REQUIREMENT:
Throughout the material, count the lines with the word "rknpu" in them, and answer with only the figure.
(DATA FOR THE TASK begins)
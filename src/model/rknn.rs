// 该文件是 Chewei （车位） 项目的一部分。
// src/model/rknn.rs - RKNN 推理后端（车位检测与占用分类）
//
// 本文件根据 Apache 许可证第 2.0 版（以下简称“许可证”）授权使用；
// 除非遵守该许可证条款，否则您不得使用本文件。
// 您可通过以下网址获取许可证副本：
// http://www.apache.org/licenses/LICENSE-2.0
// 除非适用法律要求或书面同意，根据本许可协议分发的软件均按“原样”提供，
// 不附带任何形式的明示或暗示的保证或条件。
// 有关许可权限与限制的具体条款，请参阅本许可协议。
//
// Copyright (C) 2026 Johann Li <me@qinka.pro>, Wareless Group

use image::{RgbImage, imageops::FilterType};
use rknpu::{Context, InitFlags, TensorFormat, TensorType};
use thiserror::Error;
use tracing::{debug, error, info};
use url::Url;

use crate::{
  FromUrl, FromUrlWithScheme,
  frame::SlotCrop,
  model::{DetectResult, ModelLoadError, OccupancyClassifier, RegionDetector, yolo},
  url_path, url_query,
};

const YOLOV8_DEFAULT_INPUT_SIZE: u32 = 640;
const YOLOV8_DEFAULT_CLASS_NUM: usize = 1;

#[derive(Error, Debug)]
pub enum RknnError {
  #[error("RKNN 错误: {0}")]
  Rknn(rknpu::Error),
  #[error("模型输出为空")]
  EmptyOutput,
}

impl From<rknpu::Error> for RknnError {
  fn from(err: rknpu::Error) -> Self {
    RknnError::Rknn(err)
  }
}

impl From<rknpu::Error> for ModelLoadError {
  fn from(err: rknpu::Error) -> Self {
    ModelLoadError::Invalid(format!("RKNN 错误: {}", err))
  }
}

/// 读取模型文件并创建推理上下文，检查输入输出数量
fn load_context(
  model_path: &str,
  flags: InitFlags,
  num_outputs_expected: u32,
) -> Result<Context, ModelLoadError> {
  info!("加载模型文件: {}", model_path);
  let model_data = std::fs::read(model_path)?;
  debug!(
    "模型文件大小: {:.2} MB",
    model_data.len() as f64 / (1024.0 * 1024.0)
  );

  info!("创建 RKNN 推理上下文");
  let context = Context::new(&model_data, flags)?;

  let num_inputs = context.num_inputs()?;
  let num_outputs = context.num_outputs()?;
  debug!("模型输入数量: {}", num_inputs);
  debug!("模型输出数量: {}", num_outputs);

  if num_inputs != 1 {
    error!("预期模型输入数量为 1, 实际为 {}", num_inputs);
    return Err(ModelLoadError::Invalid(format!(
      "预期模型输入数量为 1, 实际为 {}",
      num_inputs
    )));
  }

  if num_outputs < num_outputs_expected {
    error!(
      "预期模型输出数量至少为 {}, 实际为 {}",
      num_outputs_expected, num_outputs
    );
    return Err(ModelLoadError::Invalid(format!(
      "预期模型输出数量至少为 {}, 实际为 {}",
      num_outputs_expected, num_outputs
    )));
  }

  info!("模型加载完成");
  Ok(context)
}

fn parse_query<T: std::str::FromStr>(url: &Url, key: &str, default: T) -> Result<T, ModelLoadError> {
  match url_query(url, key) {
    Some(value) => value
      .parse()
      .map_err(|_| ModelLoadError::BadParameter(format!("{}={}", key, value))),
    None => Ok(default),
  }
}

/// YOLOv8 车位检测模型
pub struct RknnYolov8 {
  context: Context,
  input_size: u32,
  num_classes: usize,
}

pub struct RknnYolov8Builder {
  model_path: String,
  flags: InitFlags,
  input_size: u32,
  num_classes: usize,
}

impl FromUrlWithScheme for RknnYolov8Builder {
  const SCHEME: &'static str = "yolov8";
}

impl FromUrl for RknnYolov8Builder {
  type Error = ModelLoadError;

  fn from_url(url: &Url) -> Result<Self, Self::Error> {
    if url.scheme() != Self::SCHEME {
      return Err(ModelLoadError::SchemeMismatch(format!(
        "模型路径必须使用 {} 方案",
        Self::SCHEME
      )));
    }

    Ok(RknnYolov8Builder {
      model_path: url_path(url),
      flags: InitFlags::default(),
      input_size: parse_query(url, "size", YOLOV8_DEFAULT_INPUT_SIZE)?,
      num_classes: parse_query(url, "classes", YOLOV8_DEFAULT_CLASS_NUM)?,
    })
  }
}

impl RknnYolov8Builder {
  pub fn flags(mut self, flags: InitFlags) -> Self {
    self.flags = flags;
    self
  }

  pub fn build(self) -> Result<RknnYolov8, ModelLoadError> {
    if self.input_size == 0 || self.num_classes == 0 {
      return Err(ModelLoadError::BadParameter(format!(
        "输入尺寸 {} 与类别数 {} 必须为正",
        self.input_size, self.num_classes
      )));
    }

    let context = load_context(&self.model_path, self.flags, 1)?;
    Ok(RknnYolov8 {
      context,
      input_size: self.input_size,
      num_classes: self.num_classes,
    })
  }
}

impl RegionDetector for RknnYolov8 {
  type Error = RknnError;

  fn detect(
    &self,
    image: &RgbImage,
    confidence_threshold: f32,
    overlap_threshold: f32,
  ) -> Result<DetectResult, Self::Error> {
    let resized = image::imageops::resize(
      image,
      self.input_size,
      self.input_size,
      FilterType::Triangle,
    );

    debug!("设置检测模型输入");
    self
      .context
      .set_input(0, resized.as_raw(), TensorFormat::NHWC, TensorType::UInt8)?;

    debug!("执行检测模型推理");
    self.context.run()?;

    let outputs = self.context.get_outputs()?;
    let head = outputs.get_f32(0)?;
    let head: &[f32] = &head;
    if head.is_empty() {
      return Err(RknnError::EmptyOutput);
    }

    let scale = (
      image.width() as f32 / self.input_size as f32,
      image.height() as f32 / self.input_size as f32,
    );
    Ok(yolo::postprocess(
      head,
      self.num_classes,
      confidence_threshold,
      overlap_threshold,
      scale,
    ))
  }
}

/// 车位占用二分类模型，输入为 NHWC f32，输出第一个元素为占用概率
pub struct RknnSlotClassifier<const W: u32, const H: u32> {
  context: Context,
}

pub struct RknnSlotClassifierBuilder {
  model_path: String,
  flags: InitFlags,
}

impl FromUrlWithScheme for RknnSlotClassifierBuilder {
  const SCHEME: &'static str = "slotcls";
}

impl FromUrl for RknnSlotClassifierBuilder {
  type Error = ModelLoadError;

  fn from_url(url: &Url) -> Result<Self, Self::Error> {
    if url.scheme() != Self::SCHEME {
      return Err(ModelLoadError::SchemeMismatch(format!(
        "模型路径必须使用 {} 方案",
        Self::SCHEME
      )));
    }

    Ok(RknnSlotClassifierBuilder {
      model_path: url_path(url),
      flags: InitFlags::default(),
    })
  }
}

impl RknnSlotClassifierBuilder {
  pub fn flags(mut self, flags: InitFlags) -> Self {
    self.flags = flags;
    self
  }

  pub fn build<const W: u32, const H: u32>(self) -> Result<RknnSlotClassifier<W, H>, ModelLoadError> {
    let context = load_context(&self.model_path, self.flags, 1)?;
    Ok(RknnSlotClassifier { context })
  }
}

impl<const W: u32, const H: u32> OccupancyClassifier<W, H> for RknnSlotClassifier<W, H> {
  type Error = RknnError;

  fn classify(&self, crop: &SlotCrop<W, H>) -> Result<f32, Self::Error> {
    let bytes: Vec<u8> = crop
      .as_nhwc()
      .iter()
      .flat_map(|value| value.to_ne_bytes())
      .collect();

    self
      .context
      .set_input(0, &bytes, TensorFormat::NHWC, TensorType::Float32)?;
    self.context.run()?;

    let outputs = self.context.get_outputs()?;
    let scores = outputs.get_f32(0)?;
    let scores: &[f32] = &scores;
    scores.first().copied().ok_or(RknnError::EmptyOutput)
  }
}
(DATA FOR THE TASK ends)
(DATA FOR THE TASK begins)
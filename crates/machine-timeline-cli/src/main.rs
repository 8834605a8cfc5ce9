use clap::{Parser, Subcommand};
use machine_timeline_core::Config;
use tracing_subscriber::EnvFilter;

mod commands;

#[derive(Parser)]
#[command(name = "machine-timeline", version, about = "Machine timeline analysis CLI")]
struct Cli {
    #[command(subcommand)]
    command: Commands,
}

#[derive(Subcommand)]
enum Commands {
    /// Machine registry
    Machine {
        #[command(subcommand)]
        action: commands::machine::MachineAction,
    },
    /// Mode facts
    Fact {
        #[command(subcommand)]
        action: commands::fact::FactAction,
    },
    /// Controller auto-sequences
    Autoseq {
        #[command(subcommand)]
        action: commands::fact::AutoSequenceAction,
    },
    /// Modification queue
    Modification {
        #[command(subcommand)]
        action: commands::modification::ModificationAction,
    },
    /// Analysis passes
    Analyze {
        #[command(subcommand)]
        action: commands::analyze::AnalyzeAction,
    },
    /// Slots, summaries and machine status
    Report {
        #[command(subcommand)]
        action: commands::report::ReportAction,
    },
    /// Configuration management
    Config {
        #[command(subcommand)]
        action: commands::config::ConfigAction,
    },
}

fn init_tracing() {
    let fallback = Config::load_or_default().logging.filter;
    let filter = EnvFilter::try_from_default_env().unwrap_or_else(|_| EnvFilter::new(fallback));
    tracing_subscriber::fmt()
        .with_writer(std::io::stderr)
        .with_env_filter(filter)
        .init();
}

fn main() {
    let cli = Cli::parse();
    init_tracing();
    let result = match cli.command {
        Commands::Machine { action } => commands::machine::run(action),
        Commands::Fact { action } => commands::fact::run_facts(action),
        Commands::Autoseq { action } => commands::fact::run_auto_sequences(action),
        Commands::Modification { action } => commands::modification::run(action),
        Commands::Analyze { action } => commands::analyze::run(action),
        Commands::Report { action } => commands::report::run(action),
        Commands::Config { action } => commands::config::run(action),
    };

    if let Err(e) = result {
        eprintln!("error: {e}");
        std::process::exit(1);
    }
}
(DATA FOR THE TASK ends)
ANSWER SECTION:
6